There are no good guys in 40k, everybody is a butt hole. Except maybe the Orks.

Terra is actually much worse than that ship as are most hive worlds.
Its fairly standard for an Imperial ship. In fact, I think they mention that the Freight Line is actually a little unusually luxurious for a ship of the same Class and size. If I remember correctly, they mention that we are lucky the ship has internal Freight Trains at all, and that its only because it is our Flagship that we get such luxurious installations as an internal railway for faster more efficient supply transportation. Usually the crews would have to rely on other, less efficient means of transportation and supply. Teleportariums are a rare luxury,
we dont have the resources or the manufacturing capacity to support such things for everyone.

Many ships have uncontacted tribes living in the bowels and lower decks that have been shut down for hundreds of years. This is par for the course, the Imperium is only just barely hanging on to survival, we must all make sacrifices to survive.
Garatgh Deloi Oct 1, 2024 @ 5:12pm 
Originally posted by Traveler:
Ok, I'm not a 40K pnp player and the few novels I read was a long time ago so this area of the ship is just whacked.

Dead bodies laying around. People with leporsie??? Criminal outcasts, A steam locomotive? Ect. I knew the Empire sucked but to run a closed environment ship like this is just absurd. No wonder the chaos gods find it so easy to infiltrate.

A space ship in 40k is basically a mobile city. You have the poor and criminal underclasses just like in a city. Now add to that the fact that its a dystopian setting and things get dark quickly.
Last edited by Garatgh Deloi; Oct 1, 2024 @ 5:13pm
Traveler Oct 1, 2024 @ 5:18pm 
Originally posted by Garatgh Deloi:
Originally posted by Traveler:
Ok, I'm not a 40K pnp player and the few novels I read was a long time ago so this area of the ship is just whacked.

Dead bodies laying around. People with leporsie??? Criminal outcasts, A steam locomotive? Ect. I knew the Empire sucked but to run a closed environment ship like this is just absurd. No wonder the chaos gods find it so easy to infiltrate.

A space ship in 40k is basically a mobile city. You have the poor and criminal underclasses just like in a city. Now add to that the fact that its a dystopian setting and things get dark quickly.

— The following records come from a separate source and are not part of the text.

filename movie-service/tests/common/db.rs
use sqlx::postgres::PgConnectOptions;
use sqlx::postgres::PgPoolOptions;
use sqlx::Connection;
use sqlx::Executor;
use sqlx::PgConnection;
use sqlx::PgPool;

/// Throwaway Postgres database with the migrations applied
pub struct TestDb {
    pub pool: PgPool,
    pub db_name: String,
    postgres_url: String,
}

impl TestDb {
    /// Create a uniquely named database on the server named by `DATABASE_URL`.
    ///
    /// Returns `None` when `DATABASE_URL` is unset so the suite still runs
    /// on machines without a Postgres server.
    pub async fn new() -> Option<Self> {
        let Ok(postgres_url) = std::env::var("DATABASE_URL") else {
            eprintln!("DATABASE_URL not set, skipping Postgres test");
            return None;
        };

        let db_name = format!(
            "test_movie_service_{}",
            uuid::Uuid::new_v4().to_string().replace('-', "_")
        );

        let mut conn = PgConnection::connect(&postgres_url)
            .await
            .expect("Failed to connect to Postgres");

        conn.execute(format!(r#"CREATE DATABASE "{}";"#, db_name).as_str())
            .await
            .expect("Failed to create test database");

        let options = postgres_url
            .parse::<PgConnectOptions>()
            .expect("Failed to parse DATABASE_URL")
            .database(&db_name);

        let pool = PgPoolOptions::new()
            .max_connections(5)
            .connect_with(options)
            .await
            .expect("Failed to connect to test database");

        sqlx::migrate!("./migrations")
            .run(&pool)
            .await
            .expect("Failed to run migrations");

        Some(Self {
            pool,
            db_name,
            postgres_url,
        })
    }
}

impl Drop for TestDb {
    fn drop(&mut self) {
        // Database cleanup happens asynchronously
        let db_name = self.db_name.clone();
        let postgres_url = self.postgres_url.clone();
        tokio::spawn(async move {
            if let Ok(mut conn) = PgConnection::connect(&postgres_url).await {
                let _ = conn
                    .execute(
                        format!(
                            r#"SELECT pg_terminate_backend(pid) FROM pg_stat_activity WHERE datname = '{}';"#,
                            db_name
                        )
                        .as_str(),
                    )
                    .await;

                let _ = conn
                    .execute(format!(r#"DROP DATABASE IF EXISTS "{}";"#, db_name).as_str())
                    .await;
            }
        });
    }
}
pub mod config;
pub mod domain;
pub mod inbound;
pub mod outbound;

pub use domain::user;
pub use outbound::repositories;
pub mod argon2;
pub mod errors;

pub use self::argon2::PasswordHasher;
pub use errors::PasswordError;
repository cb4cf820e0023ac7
use async_trait::async_trait;

use crate::domain::recommendation::errors::RecommendationError;
use crate::domain::recommendation::models::Recommendation;
use crate::user::models::UserId;

#[async_trait]
pub trait RecommendationServicePort: Send + Sync + 'static {
    /// Recommendations for an existing user.
    ///
    /// No ranking is computed yet, so the list is always empty.
    ///
    /// # Errors
    /// * `UserNotFound` - User does not exist
    /// * `DatabaseError` - Database operation failed
    async fn recommendations_for(
        &self,
        user_id: &UserId,
    ) -> Result<Vec<Recommendation>, RecommendationError>;
}
use axum::extract::Path;
use axum::extract::State;
use axum::http::StatusCode;
use axum::Json;

use super::create_review::ReviewRequest;
use super::ApiError;
use super::ApiSuccess;
use super::StatusResponseData;
use crate::domain::review::errors::ReviewError;
use crate::domain::review::models::ReviewId;
use crate::inbound::http::router::AppState;

pub async fn replace_review(
    State(state): State<AppState>,
    Path(review_id): Path<String>,
    Json(body): Json<ReviewRequest>,
) -> Result<ApiSuccess<StatusResponseData>, ApiError> {
    let review_id = ReviewId::from_string(&review_id).map_err(ReviewError::from)?;

    state
        .review_service
        .replace_review(&review_id, body.try_into_draft()?)
        .await
        .map_err(ApiError::from)
        .map(|_| ApiSuccess::new(StatusCode::OK, StatusResponseData::success()))
}
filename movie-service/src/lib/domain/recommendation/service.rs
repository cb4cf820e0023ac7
use std::sync::Arc;

use async_trait::async_trait;

use crate::domain::recommendation::errors::RecommendationError;
use crate::domain::recommendation::models::Recommendation;
use crate::domain::recommendation::ports::RecommendationServicePort;
use crate::user::models::UserId;
use crate::user::ports::UserRepository;

pub struct RecommendationService<UR>
where
    UR: UserRepository,
{
    users: Arc<UR>,
}

impl<UR> RecommendationService<UR>
where
    UR: UserRepository,
{
    pub fn new(users: Arc<UR>) -> Self {
        Self { users }
    }
}

#[async_trait]
impl<UR> RecommendationServicePort for RecommendationService<UR>
where
    UR: UserRepository,
{
    async fn recommendations_for(
        &self,
        user_id: &UserId,
    ) -> Result<Vec<Recommendation>, RecommendationError> {
        if self.users.find_by_id(user_id).await?.is_none() {
            return Err(RecommendationError::UserNotFound(user_id.to_string()));
        }

        tracing::debug!(user_id = %user_id, "No recommendation source configured");

        Ok(Vec::new())
    }
}
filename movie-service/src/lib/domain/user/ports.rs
use async_trait::async_trait;

use crate::domain::user::models::RegisterUserCommand;
use crate::domain::user::models::ReplaceUserCommand;
use crate::domain::user::models::User;
use crate::domain::user::models::UserId;
use crate::user::errors::UserError;
use crate::user::models::Username;

/// Port for user domain service operations.
#[async_trait]
pub trait UserServicePort: Send + Sync + 'static {
    /// Register a new user.
    ///
    /// Checks that the username is free, hashes the password and persists
    /// the record. The check and the insert are separate store calls.
    ///
    /// # Errors
    /// * `UsernameAlreadyExists` - Username is already taken
    /// * `Password` - Password hashing failed
    /// * `DatabaseError` - Database operation failed
    async fn register(&self, command: RegisterUserCommand) -> Result<User, UserError>;

    /// Verify credentials and return the matching user.
    ///
    /// # Arguments
    /// * `username` - Exact username to look up
    /// * `password` - Plaintext password to verify
    ///
    /// # Errors
    /// * `NotFoundByUsername` - No user with this username
    /// * `InvalidCredentials` - Password does not match
    /// * `DatabaseError` - Database operation failed
    async fn authenticate(&self, username: &Username, password: &str) -> Result<User, UserError>;

    /// Retrieve user by unique username.
    ///
    /// # Errors
    /// * `NotFoundByUsername` - No user with this username
    /// * `DatabaseError` - Database operation failed
    async fn get_user_by_username(&self, username: &Username) -> Result<User, UserError>;

    /// Replace the stored credentials of the caller's own record.
    ///
    /// The username is the token subject, so it is fixed for the lifetime of
    /// the record: the command must repeat it unchanged and only the password
    /// is re-hashed.
    ///
    /// # Arguments
    /// * `caller` - Authenticated token subject
    /// * `id` - Record to replace
    /// * `command` - Replacement username (unchanged) and new password
    ///
    /// # Errors
    /// * `NotFound` - User does not exist
    /// * `NotOwner` - Record belongs to another user
    /// * `UsernameImmutable` - Command carries a different username
    /// * `DatabaseError` - Database operation failed
    async fn replace_user(
        &self,
        caller: &Username,
        id: &UserId,
        command: ReplaceUserCommand,
    ) -> Result<User, UserError>;
}

/// Persistence operations for user aggregate.
#[async_trait]
pub trait UserRepository: Send + Sync + 'static {
    /// Persist new user to storage.
    ///
    /// # Errors
    /// * `UsernameAlreadyExists` - Store rejected a duplicate username
    /// * `DatabaseError` - Database operation failed
    async fn create(&self, user: User) -> Result<User, UserError>;

    /// Retrieve user by identifier.
    ///
    /// # Returns
    /// Optional user entity (None if not found)
    async fn find_by_id(&self, id: &UserId) -> Result<Option<User>, UserError>;

    /// Retrieve user by exact username.
    ///
    /// # Returns
    /// Optional user entity (None if not found)
    async fn find_by_username(&self, username: &Username) -> Result<Option<User>, UserError>;

    /// Overwrite an existing user in storage.
    ///
    /// # Errors
    /// * `NotFound` - User does not exist
    /// * `UsernameAlreadyExists` - New username is already taken
    /// * `DatabaseError` - Database operation failed
    async fn update(&self, user: User) -> Result<User, UserError>;
}
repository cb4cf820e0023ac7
pub mod movie;
pub mod recommendation;
pub mod review;
pub mod user;
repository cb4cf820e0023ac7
pub mod http;
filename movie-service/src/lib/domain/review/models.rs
use std::fmt;

use uuid::Uuid;

use crate::domain::movie::models::MovieId;
use crate::domain::review::errors::RatingError;
use crate::domain::review::errors::ReviewIdError;
use crate::user::models::UserId;

/// A user's review of a single movie.
///
/// At most one review exists per (`user_id`, `movie_id`) pair.
#[derive(Debug, Clone, PartialEq)]
pub struct Review {
    pub id: ReviewId,
    pub user_id: UserId,
    pub movie_id: MovieId,
    pub rating: Rating,
    pub comment: Option<String>,
}

impl Review {
    pub fn from_draft(draft: ReviewDraft) -> Self {
        Self::with_id(ReviewId::new(), draft)
    }

    /// Rebuild a review under an existing identifier.
    pub fn with_id(id: ReviewId, draft: ReviewDraft) -> Self {
        Self {
            id,
            user_id: draft.user_id,
            movie_id: draft.movie_id,
            rating: draft.rating,
            comment: draft.comment,
        }
    }
}

#[derive(Debug, Clone, Copy, PartialEq, Eq, Hash)]
pub struct ReviewId(pub Uuid);

impl ReviewId {
    pub fn new() -> Self {
        Self(Uuid::new_v4())
    }

    /// # Errors
    /// * `InvalidFormat` - String is not a valid UUID
    pub fn from_string(s: &str) -> Result<Self, ReviewIdError> {
        Uuid::parse_str(s)
            .map(ReviewId)
            .map_err(|e| ReviewIdError::InvalidFormat(e.to_string()))
    }
}

impl Default for ReviewId {
    fn default() -> Self {
        Self::new()
    }
}

impl fmt::Display for ReviewId {
    fn fmt(&self, f: &mut fmt::Formatter<'_>) -> fmt::Result {
        self.0.fmt(f)
    }
}

/// Score between 0.0 and 10.0 inclusive.
#[derive(Debug, Clone, Copy, PartialEq)]
pub struct Rating(f64);

impl Rating {
    const MIN: f64 = 0.0;
    const MAX: f64 = 10.0;

    /// # Errors
    /// * `NotFinite` - NaN or infinite
    /// * `OutOfRange` - Outside 0.0 to 10.0
    pub fn new(value: f64) -> Result<Self, RatingError> {
        if !value.is_finite() {
            return Err(RatingError::NotFinite);
        }
        if !(Self::MIN..=Self::MAX).contains(&value) {
            return Err(RatingError::OutOfRange {
                min: Self::MIN,
                max: Self::MAX,
                actual: value,
            });
        }
        Ok(Self(value))
    }

    pub fn value(&self) -> f64 {
        self.0
    }
}

/// Validated review content, used for both create and replace.
#[derive(Debug, Clone, PartialEq)]
pub struct ReviewDraft {
    pub user_id: UserId,
    pub movie_id: MovieId,
    pub rating: Rating,
    pub comment: Option<String>,
}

But it's not a city it's a ship.
Garatgh Deloi Oct 1, 2024 @ 5:29pm 
Originally posted by Traveler:
But it's not a city it's a ship.

There is functionally no real difference between living in the bowels of a 40k ship and the depths of a 40k hive city. Whole communities are born, live and eventually die in your ship without ever leaving it.
Last edited by Garatgh Deloi; Oct 1, 2024 @ 5:31pm
Even the smaller Classes of Imperial ships are still gargantuan in scale, with tens of thousands of official crew, not including the slaves and those who you cannot count in a census, such as the tribes i mentioned and unemployed. The larger Classes of Imperial Ships like Cruisers and Battleships can have as many as millions of officially counted crew positions. There are cities in the modern day that have less that, hell, the entire Nation of Monaco has less than a few million, if I recall correctly.

Just checked, the nation of Monaco has about 36,500 citizens, which is considerably less than the average Imperial Cruisers official crew compliment.
Last edited by Lord-Captain Mikorius; Oct 1, 2024 @ 5:36pm
Stirk Oct 1, 2024 @ 5:35pm 
Originally posted by Traveler:
Originally posted by Garatgh Deloi:

A space ship in 40k is basically a mobile city. You have the poor and criminal underclasses just like in a city. Now add to that the fact that its a dystopian setting and things get dark quickly.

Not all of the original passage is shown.